Even for CEOs who aren't founders, letting go of an all-consuming job can be hard. It was for Bill George, who was CEO at the medical device maker Medtronic until 2001.

George said he knew from the start he wanted to be chief for no more than a decade because, with few exceptions, he felt CEOs performed best in their first decade on the job. As his self-imposed deadline drew closer, he said he was unnerved by the thought of letting go.

It wasn't just the work or colleagues he'd be leaving. Chiefs who've been on the job longer tend to have more influence than the newbies, George said, and longtime CEOs often get invited to take part in important events, fancy conferences, and White House gatherings.

"You start to say, 'Well, why would I give all this up?'" said George, who is now an executive fellow at Harvard Business School.

Bill George

In the months before stepping down as CEO of Medtronic, Bill George spoke with a therapist to prepare for the transition.

In his final six months or so as CEO, he met regularly with a therapist to prepare for the ultimate hard stop: going from overseeing some 30,000 employees to having a head-spinning amount of free time.

"All of a sudden," he said, "it's you, and if you're lucky, a part-time assistant."

In the lead up, George said he also reminded himself that he was leaving the company "in good shape."

That's similar to what Dave Guilmette, head of the employee-benefits administrator Alight, thought when he left his previous CEO role at a division of the insurance brokerage Aon in 2023.

"I had this basic mantra: Try to leave it better than you got it," Guilmette told BI.

Dave Guilmette

Dave Guilmette, CEO of the employee-benefits administrator Alight, said his goal for running an organization is to "leave it better than you got it."

Life after being the CEO

Like George, former Cardinal Health CEO George Barrett knew he wanted to limit his time running the medical products distributor to about a decade so that he'd finish the job with as much energy as he had at the start.

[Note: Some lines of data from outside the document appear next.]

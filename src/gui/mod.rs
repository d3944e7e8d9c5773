//! GUI module - User interface components

mod app;
mod control_panel;
mod report_view;

pub use app::DashboardApp;
pub use control_panel::{ControlPanel, ControlPanelAction};
pub use report_view::ReportView;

"That was really important to me, because I had a pretty strong sense that I wanted to do some things afterwards," Barrett told BI.

Stepping down also carved out "opportunity and space" for successors.

George Barrett

Former Cardinal Health CEO George Barrett didn't want to stay in the role for too long because he wanted to create room for successors and make time for personal passions, like music.

Barrett said he knew he didn't want to run another big company, in part, because he wanted to teach, mentor, and focus on policy work. He also wanted to spend more time making music, something he'd studied in his youth.

In his decades at Whole Foods, Mackey, who has since started the wellness company Love.Life, said he was able to grow the grocer by continually asking, "What does the company most need me to do now?"

In 2021, Mackey quizzed himself again and came up with a novel answer: "What the company most needs me to do now is leave."